ACTIVITY | In the listing below, start your output at the line with "let id = self.dpid.decode().map(NodeId::Switch);" and end it after the line with "self.src_dpid, self.dst_dpid", copying every line exactly.

EXERCISE MATERIALS below:

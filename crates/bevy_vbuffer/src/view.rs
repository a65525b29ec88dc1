//! Per-view geometry derived from the camera projection.

use bevy_math::{Affine3A, Mat3, Mat4, Vec3, Vec4};

use crate::bounds::Frustum;

/// Returns true if the projection is perspective rather than orthographic.
#[inline]
pub fn is_perspective(clip_from_view: &Mat4) -> bool {
    clip_from_view.w_axis.w != 1.0
}

/// Returns the matrix that maps a voxel column to the world-space direction
/// of the ray through it.
///
/// Multiplying `(x, y, 1, 0)`, where `x` and `y` are in units of voxels with
/// the origin at the top left of the grid, yields the direction toward the
/// point at view depth 1 behind that position. Only the rotation of
/// `world_from_view` is applied, so the result is the same whether or not
/// rendering is camera-relative.
///
/// `resolution` is `(width, height, 1 / width, 1 / height)`, as in
/// [`crate::vbuffer::VBufferParameters::resolution`].
pub fn voxel_to_world_ray_matrix(
    clip_from_view: &Mat4,
    world_from_view: &Affine3A,
    resolution: Vec4,
) -> Mat4 {
    let x_scale = clip_from_view.x_axis.x;
    let y_scale = clip_from_view.y_axis.y;
    let x_offset = clip_from_view.z_axis.x;
    let y_offset = clip_from_view.z_axis.y;

    // At view depth 1, NDC x maps to view x = (ndc + x_offset) / x_scale, and
    // likewise for y. NDC y points up while voxel rows point down.
    let view_from_voxel = Mat4::from_cols(
        Vec4::new(2.0 * resolution.z / x_scale, 0.0, 0.0, 0.0),
        Vec4::new(0.0, -2.0 * resolution.w / y_scale, 0.0, 0.0),
        Vec4::new((x_offset - 1.0) / x_scale, (1.0 + y_offset) / y_scale, -1.0, 0.0),
        Vec4::W,
    );

    let rotation = Mat3::from(world_from_view.matrix3);
    Mat4::from_mat3(rotation) * view_from_voxel
}

/// Returns the distance from the camera to the near plane of a reverse-Z
/// projection, where the near plane is at NDC depth 1.
pub fn near_plane_distance(clip_from_view: &Mat4) -> f32 {
    let near = clip_from_view.inverse() * Vec4::new(0.0, 0.0, 1.0, 1.0);
    -near.z / near.w
}

/// Returns the corners of the view frustum from the near plane out to view
/// depth `far`, in view space.
///
/// The corners are ordered as [`Frustum::corners`] expects.
pub fn view_frustum_corners(clip_from_view: &Mat4, far: f32) -> [Vec3; 8] {
    let view_from_clip = clip_from_view.inverse();
    let near_corner = |x: f32, y: f32| view_from_clip.project_point3(Vec3::new(x, y, 1.0));
    let near = [
        near_corner(-1.0, -1.0),
        near_corner(1.0, -1.0),
        near_corner(1.0, 1.0),
        near_corner(-1.0, 1.0),
    ];

    let far_corner = |corner: Vec3| {
        if is_perspective(clip_from_view) {
            // Rays through the corners start at the eye.
            corner * (far / -corner.z)
        } else {
            Vec3::new(corner.x, corner.y, -far)
        }
    };

    [
        near[0],
        near[1],
        near[2],
        near[3],
        far_corner(near[0]),
        far_corner(near[1]),
        far_corner(near[2]),
        far_corner(near[3]),
    ]
}

/// Returns the frustum that the V-buffer of a view covers.
///
/// Only the rotation of `world_from_view` is applied when `camera_relative`
/// is true; otherwise the frustum is placed in world space.
pub fn vbuffer_frustum(
    clip_from_view: &Mat4,
    world_from_view: &Affine3A,
    far: f32,
    camera_relative: bool,
) -> Frustum {
    let corners = view_frustum_corners(clip_from_view, far).map(|corner| {
        if camera_relative {
            world_from_view.transform_vector3(corner)
        } else {
            world_from_view.transform_point3(corner)
        }
    });
    Frustum::from_corners(corners)
}

#[cfg(test)]
mod tests {
    use std::f32::consts::FRAC_PI_2;

    use bevy_math::Quat;

    use super::*;

    fn perspective() -> Mat4 {
        Mat4::perspective_infinite_reverse_rh(FRAC_PI_2, 16.0 / 9.0, 0.1)
    }

    #[test]
    fn near_plane_of_a_reverse_z_projection() {
        assert!((near_plane_distance(&perspective()) - 0.1).abs() < 1e-6);
        let finite = Mat4::perspective_rh(1.0, 1.0, 0.5, 100.0);
        // Bevy's projections are reverse-Z; a conventional one has its near
        // plane at NDC depth 0 instead, so this lands on the far plane.
        assert!((near_plane_distance(&finite) - 100.0).abs() < 0.05);
    }

    #[test]
    fn center_ray_looks_forward() {
        let (width, height) = (240.0, 135.0);
        let resolution = Vec4::new(width, height, 1.0 / width, 1.0 / height);
        let world_from_view = Affine3A::from_rotation_translation(
            Quat::from_rotation_y(0.5),
            Vec3::new(10.0, 2.0, -3.0),
        );
        let matrix = voxel_to_world_ray_matrix(&perspective(), &world_from_view, resolution);

        let center = (matrix * Vec4::new(width * 0.5, height * 0.5, 1.0, 0.0)).truncate();
        let forward = world_from_view.transform_vector3(Vec3::NEG_Z);
        assert!(center.abs_diff_eq(forward, 1e-5));
    }

    #[test]
    fn corner_rays_hit_the_frustum_corners() {
        let (width, height) = (64.0, 36.0);
        let resolution = Vec4::new(width, height, 1.0 / width, 1.0 / height);
        let clip_from_view = perspective();
        let matrix = voxel_to_world_ray_matrix(&clip_from_view, &Affine3A::IDENTITY, resolution);

        let corners = view_frustum_corners(&clip_from_view, 1.0);
        // Top left of the grid is the top left (index 7) far corner.
        let top_left = (matrix * Vec4::new(0.0, 0.0, 1.0, 0.0)).truncate();
        assert!(top_left.abs_diff_eq(corners[7], 1e-5));
        let bottom_right = (matrix * Vec4::new(width, height, 1.0, 0.0)).truncate();
        assert!(bottom_right.abs_diff_eq(corners[5], 1e-5));
    }

    #[test]
    fn far_corners_extend_the_near_corners() {
        let corners = view_frustum_corners(&perspective(), 50.0);
        for i in 0..4 {
            assert!((corners[i].z + 0.1).abs() < 1e-6);
            assert!((corners[i + 4].z + 50.0).abs() < 1e-3);
            assert!(corners[i + 4].normalize().abs_diff_eq(corners[i].normalize(), 1e-5));
        }
        // 90° vertical field of view.
        assert!((corners[6].y - 50.0).abs() < 1e-3);
        assert!((corners[6].x - 50.0 * 16.0 / 9.0).abs() < 1e-2);
    }

    #[test]
    fn orthographic_far_corners() {
        let clip_from_view = Mat4::orthographic_rh(-2.0, 2.0, -1.0, 1.0, 100.0, 0.5);
        assert!(!is_perspective(&clip_from_view));
        let corners = view_frustum_corners(&clip_from_view, 20.0);
        assert!(corners[2].abs_diff_eq(Vec3::new(2.0, 1.0, -0.5), 1e-4));
        assert!(corners[6].abs_diff_eq(Vec3::new(2.0, 1.0, -20.0), 1e-4));
    }

    #[test]
    fn camera_relative_frustum_is_centered_on_the_eye() {
        let world_from_view = Affine3A::from_translation(Vec3::new(500.0, 0.0, 0.0));
        let relative = vbuffer_frustum(&perspective(), &world_from_view, 10.0, true);
        let absolute = vbuffer_frustum(&perspective(), &world_from_view, 10.0, false);
        assert!(relative.contains_point(Vec3::new(0.0, 0.0, -5.0)));
        assert!(absolute.contains_point(Vec3::new(500.0, 0.0, -5.0)));
        assert!(!absolute.contains_point(Vec3::new(0.0, 0.0, -5.0)));
    }
}
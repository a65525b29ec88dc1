//! Physical parameters of a participating medium and their GPU form.

use bevy_math::Vec3;
use bevy_reflect::{std_traits::ReflectDefault, Reflect};
use bytemuck::{Pod, Zeroable};
use static_assertions::const_assert_eq;

use crate::units;

/// The smallest mean free path, in world units, that a medium may have.
pub const MIN_MEAN_FREE_PATH: f32 = 1.0;

/// The user-facing description of a homogeneous participating medium.
///
/// These values are what artists author. They're converted into
/// [`DensityVolumeData`] before being handed to the GPU.
#[derive(Clone, Copy, Debug, PartialEq, Reflect)]
#[reflect(Default)]
pub struct DensityVolumeParameters {
    /// The single-scattering albedo, the fraction of light that is scattered
    /// (rather than absorbed) at each interaction.
    ///
    /// Each channel lies in `[0, 1]`.
    pub albedo: Vec3,

    /// The average distance, in world units, that light travels through the
    /// medium before interacting with it.
    ///
    /// Must be at least [`MIN_MEAN_FREE_PATH`]. Larger values produce thinner
    /// fog.
    pub mean_free_path: f32,

    /// The anisotropy of the phase function, in `[-1, 1]`.
    ///
    /// Negative values scatter light backward, toward the light source;
    /// positive values scatter it forward. Zero is isotropic.
    pub anisotropy: f32,
}

/// The GPU form of [`DensityVolumeParameters`].
///
/// This matches the `DensityVolumeData` struct in the voxelization shader.
#[derive(Clone, Copy, Debug, Default, PartialEq, Pod, Zeroable)]
#[repr(C)]
pub struct DensityVolumeData {
    /// The per-channel scattering coefficient.
    pub scattering: Vec3,
    /// The extinction coefficient, the reciprocal of the mean free path.
    pub extinction: f32,
}

const_assert_eq!(std::mem::size_of::<DensityVolumeData>(), 16);

impl DensityVolumeParameters {
    /// Creates a new set of parameters, clamped to their valid ranges.
    pub fn new(albedo: Vec3, mean_free_path: f32, anisotropy: f32) -> Self {
        let mut parameters = Self {
            albedo,
            mean_free_path,
            anisotropy,
        };
        parameters.constrain();
        parameters
    }

    /// Clamps every field to its valid range.
    ///
    /// Returns true if anything changed.
    pub fn constrain(&mut self) -> bool {
        let constrained = Self {
            albedo: self.albedo.clamp(Vec3::ZERO, Vec3::ONE),
            mean_free_path: self.mean_free_path.max(MIN_MEAN_FREE_PATH),
            anisotropy: self.anisotropy.clamp(-1.0, 1.0),
        };
        let changed = constrained != *self;
        *self = constrained;
        changed
    }

    /// Returns the extinction coefficient of this medium.
    #[inline]
    pub fn extinction(&self) -> f32 {
        units::extinction_from_mean_free_path(self.mean_free_path)
    }

    /// Converts these parameters into the scattering and extinction
    /// coefficients the shaders consume.
    pub fn to_data(&self) -> DensityVolumeData {
        let extinction = self.extinction();
        DensityVolumeData {
            scattering: units::scattering_from_extinction_and_albedo(extinction, self.albedo),
            extinction,
        }
    }
}

impl Default for DensityVolumeParameters {
    fn default() -> Self {
        Self {
            albedo: Vec3::ONE,
            mean_free_path: 10.0,
            anisotropy: 0.0,
        }
    }
}

impl From<DensityVolumeParameters> for DensityVolumeData {
    fn from(parameters: DensityVolumeParameters) -> Self {
        parameters.to_data()
    }
}
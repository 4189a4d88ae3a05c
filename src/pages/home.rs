use leptos::prelude::*;

use crate::components::topology_view::TopologyView;
use crate::transport::load_config;

/// Default Home Page
#[component]
pub fn Home() -> impl IntoView {
	let config = load_config();

	view! {
		<ErrorBoundary fallback=|errors| {
			view! {
				<h1>"Uh oh! Something went wrong!"</h1>

				<p>"Errors: "</p>
				<ul>
					{move || {
						errors
							.get()
							.into_iter()
							.map(|(_, e)| view! { <li>{e.to_string()}</li> })
							.collect_view()
					}}
				</ul>
			}
		}>

			<div class="fullscreen-graph">
				<TopologyView config=config fullscreen=true />
				<div class="graph-overlay">
					<h1>"SDN Topology"</h1>
					<p class="subtitle">
						"Drag a switch to pin it, double-click to release. Scroll to zoom. Drag background to pan."
					</p>
				</div>
			</div>
		</ErrorBoundary>
	}
}
use sdn_topology_view::{App, init_logging};

fn main() {
	init_logging();
	leptos::mount::mount_to_body(App);
}
use log::debug;

use crate::topology::{NodeId, Point, TopologySession};

/// Zoom limits for the wheel.
pub const MIN_ZOOM: f64 = 0.1;
pub const MAX_ZOOM: f64 = 10.0;

#[derive(Clone, Debug, PartialEq)]
pub struct ViewTransform {
	pub x: f64,
	pub y: f64,
	pub k: f64,
}

impl Default for ViewTransform {
	fn default() -> Self {
		Self {
			x: 0.0,
			y: 0.0,
			k: 1.0,
		}
	}
}

#[derive(Clone, Debug, Default)]
pub struct DragState {
	pub active: bool,
	pub node: Option<NodeId>,
	pub start_x: f64,
	pub start_y: f64,
	pub node_start: Point,
}

#[derive(Clone, Debug, Default)]
pub struct PanState {
	pub active: bool,
	pub start_x: f64,
	pub start_y: f64,
	pub transform_start_x: f64,
	pub transform_start_y: f64,
}

/// Pointer and camera state for the canvas. The topology itself lives in
/// the session; this only tracks how it is being looked at and dragged.
#[derive(Clone, Debug, Default)]
pub struct ViewState {
	pub transform: ViewTransform,
	pub drag: DragState,
	pub pan: PanState,
	pub width: f64,
	pub height: f64,
}

impl ViewState {
	pub fn new(width: f64, height: f64) -> Self {
		Self {
			width,
			height,
			..Default::default()
		}
	}

	pub fn screen_to_graph(&self, sx: f64, sy: f64) -> Point {
		Point::new(
			(sx - self.transform.x) / self.transform.k,
			(sy - self.transform.y) / self.transform.k,
		)
	}

	pub fn begin_drag(&mut self, node: NodeId, sx: f64, sy: f64, node_start: Point) {
		self.drag = DragState {
			active: true,
			node: Some(node),
			start_x: sx,
			start_y: sy,
			node_start,
		};
	}

	/// Graph position the dragged node should move to for the pointer at
	/// `(sx, sy)`.
	pub fn drag_target(&self, sx: f64, sy: f64) -> Option<(NodeId, Point)> {
		if !self.drag.active {
			return None;
		}
		let node = self.drag.node?;
		let (dx, dy) = (
			(sx - self.drag.start_x) / self.transform.k,
			(sy - self.drag.start_y) / self.transform.k,
		);
		Some((
			node,
			Point::new(self.drag.node_start.x + dx, self.drag.node_start.y + dy),
		))
	}

	/// Pins the dragged node under the pointer. Events can reorder or remove
	/// nodes mid-drag, so the node is looked up by id on every move; a drag
	/// whose node has gone is dropped. Returns whether a drag is in progress.
	pub fn drag_to(&mut self, session: &mut TopologySession, sx: f64, sy: f64) -> bool {
		let Some((node, pos)) = self.drag_target(sx, sy) else {
			return false;
		};
		match session.model().index_of(&node) {
			Some(idx) => session.pin(idx, pos),
			None => {
				debug!("dragged node {node} left the topology");
				self.drag = DragState::default();
			}
		}
		true
	}

	pub fn begin_pan(&mut self, sx: f64, sy: f64) {
		self.pan = PanState {
			active: true,
			start_x: sx,
			start_y: sy,
			transform_start_x: self.transform.x,
			transform_start_y: self.transform.y,
		};
	}

	pub fn pan_to(&mut self, sx: f64, sy: f64) {
		if self.pan.active {
			self.transform.x = self.pan.transform_start_x + (sx - self.pan.start_x);
			self.transform.y = self.pan.transform_start_y + (sy - self.pan.start_y);
		}
	}

	/// Ends any drag or pan. A dragged node stays pinned.
	pub fn release(&mut self) {
		self.drag = DragState::default();
		self.pan.active = false;
	}

	/// Zooms about the pointer so the point under it stays put.
	pub fn zoom_at(&mut self, sx: f64, sy: f64, delta_y: f64) {
		let factor = if delta_y > 0.0 { 0.9 } else { 1.1 };
		let new_k = (self.transform.k * factor).clamp(MIN_ZOOM, MAX_ZOOM);
		let ratio = new_k / self.transform.k;
		self.transform.x = sx - (sx - self.transform.x) * ratio;
		self.transform.y = sy - (sy - self.transform.y) * ratio;
		self.transform.k = new_k;
	}

	pub fn resize(&mut self, width: f64, height: f64) {
		self.width = width;
		self.height = height;
	}
}
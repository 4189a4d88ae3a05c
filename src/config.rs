//! View configuration: canvas size, force parameters and palette.
//!
//! Defaults match the controller's stock topology page. A page may embed a
//! partial JSON override; missing keys keep their defaults.

use serde::{Deserialize, Serialize};

#[derive(Clone, Debug, PartialEq, Serialize, Deserialize)]
#[serde(default)]
pub struct ImageConfig {
	pub width: f64,
	pub height: f64,
}

impl Default for ImageConfig {
	fn default() -> Self {
		Self {
			width: 50.0,
			height: 40.0,
		}
	}
}

#[derive(Clone, Debug, PartialEq, Serialize, Deserialize)]
#[serde(default)]
pub struct ForceConfig {
	pub width: f64,
	pub height: f64,
	/// Rest length of every link spring.
	pub dist: f64,
	/// Node charge; negative repels.
	pub charge: f64,
	pub spring: f64,
	pub gravity: f64,
}

impl Default for ForceConfig {
	fn default() -> Self {
		Self {
			width: 1000.0,
			height: 500.0,
			dist: 150.0,
			charge: -500.0,
			spring: 0.05,
			gravity: 0.1,
		}
	}
}

#[derive(Clone, Debug, PartialEq, Serialize, Deserialize)]
#[serde(default)]
pub struct ColorConfig {
	pub background: String,
	pub link: String,
	pub route: String,
	pub alternate_route: String,
	pub switch: String,
	pub host: String,
	pub port: String,
	pub label: String,
}

impl Default for ColorConfig {
	fn default() -> Self {
		Self {
			background: "#ffffff".into(),
			link: "rgb(0,0,139)".into(),
			route: "rgb(255,0,0)".into(),
			alternate_route: "rgb(0,255,0)".into(),
			switch: "#1f77b4".into(),
			host: "#d62728".into(),
			port: "#ffd700".into(),
			label: "#333333".into(),
		}
	}
}

/// Everything the topology page can be tuned with.
#[derive(Clone, Debug, Default, PartialEq, Serialize, Deserialize)]
#[serde(default)]
pub struct ViewConfig {
	pub image: ImageConfig,
	pub force: ForceConfig,
	pub colors: ColorConfig,
}

impl ViewConfig {
	pub fn from_json(text: &str) -> Result<Self, serde_json::Error> {
		serde_json::from_str(text)
	}
}

#[cfg(test)]
mod tests {
	use pretty_assertions::assert_eq;

	use super::*;

	#[test]
	fn partial_override_keeps_defaults() {
		let config = ViewConfig::from_json(r#"{"force": {"dist": 80}, "colors": {"route": "orange"}}"#)
			.unwrap();
		assert_eq!(config.force.dist, 80.0);
		assert_eq!(config.force.charge, -500.0);
		assert_eq!(config.colors.route, "orange");
		assert_eq!(config.image, ImageConfig::default());
	}

	#[test]
	fn empty_object_is_default() {
		assert_eq!(ViewConfig::from_json("{}").unwrap(), ViewConfig::default());
	}

	#[test]
	fn wrong_types_are_rejected() {
		assert!(ViewConfig::from_json(r#"{"force": {"dist": "far"}}"#).is_err());
	}
}
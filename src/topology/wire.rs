//! JSON shapes the controller's topology REST and WebSocket APIs use.
//!
//! Everything here is lenient: identifiers may arrive as padded hex strings
//! or plain integers, and entries that do not decode are logged and skipped
//! rather than failing the whole message.

use std::net::Ipv4Addr;

use log::warn;
use serde::Deserialize;

use super::dpid::decode_switch_id;
use super::types::{HostAttachment, NodeId, PortRef};

/// An identifier field: `"000000000000000a"` or `10`.
#[derive(Clone, Debug, Deserialize, PartialEq)]
#[serde(untagged)]
pub enum WireId {
	Number(u64),
	Text(String),
}

impl WireId {
	pub fn decode(&self) -> Option<u64> {
		match self {
			WireId::Number(n) => Some(*n),
			WireId::Text(text) => decode_switch_id(text),
		}
	}
}

#[derive(Clone, Debug, Deserialize)]
pub struct WirePort {
	pub dpid: WireId,
	pub port_no: WireId,
	#[serde(default)]
	pub hw_addr: String,
	#[serde(default)]
	pub name: String,
}

impl WirePort {
	pub fn to_port_ref(&self) -> Option<PortRef> {
		let Some(dpid) = self.dpid.decode() else {
			warn!("skipping port with malformed dpid {:?}", self.dpid);
			return None;
		};
		let Some(port_no) = self.port_no.decode().and_then(|p| u32::try_from(p).ok()) else {
			warn!("skipping port with malformed port_no {:?}", self.port_no);
			return None;
		};
		Some(PortRef::new(NodeId::Switch(dpid), port_no))
	}
}

#[derive(Clone, Debug, Deserialize)]
pub struct WireSwitch {
	pub dpid: WireId,
	#[serde(default)]
	pub ports: Vec<WirePort>,
}

impl WireSwitch {
	pub fn node_id(&self) -> Option<NodeId> {
		let id = self.dpid.decode().map(NodeId::Switch);
		if id.is_none() {
			warn!("skipping switch with malformed dpid {:?}", self.dpid);
		}
		id
	}
}

#[derive(Clone, Debug, Deserialize)]
pub struct WireLink {
	pub src: WirePort,
	pub dst: WirePort,
}

impl WireLink {
	pub fn to_ports(&self) -> Option<(PortRef, PortRef)> {
		Some((self.src.to_port_ref()?, self.dst.to_port_ref()?))
	}
}

/// One hop of a computed route.
#[derive(Clone, Debug, Deserialize)]
pub struct WireRouteHop {
	pub src_dpid: WireId,
	pub dst_dpid: WireId,
}

impl WireRouteHop {
	pub fn to_segment(&self) -> Option<(NodeId, NodeId)> {
		match (self.src_dpid.decode(), self.dst_dpid.decode()) {
			(Some(src), Some(dst)) => Some((NodeId::Switch(src), NodeId::Switch(dst))),
			_ => {
				warn!(
					"skipping route hop with malformed dpid {:?} -> {:?}",
					self.src_dpid, self.dst_dpid
				);
				None
			}
		}
	}
}

#[derive(Clone, Debug, Deserialize)]
pub struct WireHost {
	#[serde(default)]
	pub mac: String,
	#[serde(default)]
	pub ipv4: Vec<String>,
	pub port: WirePort,
}

impl WireHost {
	/// Hosts are keyed by their first parseable IPv4 address.
	pub fn to_attachment(&self) -> Option<HostAttachment> {
		let Some(addr) = self
			.ipv4
			.iter()
			.find_map(|a| a.parse::<Ipv4Addr>().ok())
		else {
			warn!("skipping host {} without an ipv4 address", self.mac);
			return None;
		};
		Some(HostAttachment {
			addr,
			port: self.port.to_port_ref()?,
		})
	}
}

/// The startup snapshot, fetched once before live events are applied.
#[derive(Clone, Debug, Default, Deserialize)]
pub struct Snapshot {
	pub switches: Vec<WireSwitch>,
	pub links: Vec<WireLink>,
	#[serde(default)]
	pub hosts: Vec<WireHost>,
}

#[cfg(test)]
mod tests {
	use super::*;

	#[test]
	fn ryu_link_decodes_to_port_refs() {
		let link: WireLink = serde_json::from_str(
			r#"{
				"src": {"dpid": "0000000000000001", "port_no": "00000002", "hw_addr": "aa:bb:cc:dd:ee:01", "name": "s1-eth2"},
				"dst": {"dpid": "0000000000000002", "port_no": "0000000a", "hw_addr": "aa:bb:cc:dd:ee:02", "name": "s2-eth10"}
			}"#,
		)
		.unwrap();
		let (src, dst) = link.to_ports().unwrap();
		assert_eq!(src, PortRef::new(NodeId::Switch(1), 2));
		assert_eq!(dst, PortRef::new(NodeId::Switch(2), 10));
	}

	#[test]
	fn numeric_and_hex_ids_agree() {
		let hop: WireRouteHop =
			serde_json::from_str(r#"{"src_dpid": 3, "dst_dpid": "0000000000000004"}"#).unwrap();
		assert_eq!(
			hop.to_segment(),
			Some((NodeId::Switch(3), NodeId::Switch(4)))
		);
	}

	#[test]
	fn malformed_entries_are_skipped() {
		let sw: WireSwitch = serde_json::from_str(r#"{"dpid": "not-hex"}"#).unwrap();
		assert_eq!(sw.node_id(), None);

		let host: WireHost = serde_json::from_str(
			r#"{"mac": "00:00:00:00:00:01", "ipv4": [], "port": {"dpid": "1", "port_no": "1"}}"#,
		)
		.unwrap();
		assert_eq!(host.to_attachment(), None);
	}

	#[test]
	fn host_uses_first_valid_ipv4() {
		let host: WireHost = serde_json::from_str(
			r#"{"mac": "m", "ipv4": ["bogus", "10.0.0.7"], "port": {"dpid": "0000000000000002", "port_no": "00000003"}}"#,
		)
		.unwrap();
		let attachment = host.to_attachment().unwrap();
		assert_eq!(attachment.addr, Ipv4Addr::new(10, 0, 0, 7));
		assert_eq!(attachment.port, PortRef::new(NodeId::Switch(2), 3));
	}
}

End of EXERCISE MATERIALS.

RESPONSE AREA |
		let id = self.dpid.decode().map(NodeId::Switch);
		if id.is_none() {
			warn!("skipping switch with malformed dpid {:?}", self.dpid);
		}
		id
	}
}

#[derive(Clone, Debug, Deserialize)]
pub struct WireLink {
	pub src: WirePort,
	pub dst: WirePort,
}

impl WireLink {
	pub fn to_ports(&self) -> Option<(PortRef, PortRef)> {
		Some((self.src.to_port_ref()?, self.dst.to_port_ref()?))
	}
}

/// One hop of a computed route.
#[derive(Clone, Debug, Deserialize)]
pub struct WireRouteHop {
	pub src_dpid: WireId,
	pub dst_dpid: WireId,
}

impl WireRouteHop {
	pub fn to_segment(&self) -> Option<(NodeId, NodeId)> {
		match (self.src_dpid.decode(), self.dst_dpid.decode()) {
			(Some(src), Some(dst)) => Some((NodeId::Switch(src), NodeId::Switch(dst))),
			_ => {
				warn!(
					"skipping route hop with malformed dpid {:?} -> {:?}",
					self.src_dpid, self.dst_dpid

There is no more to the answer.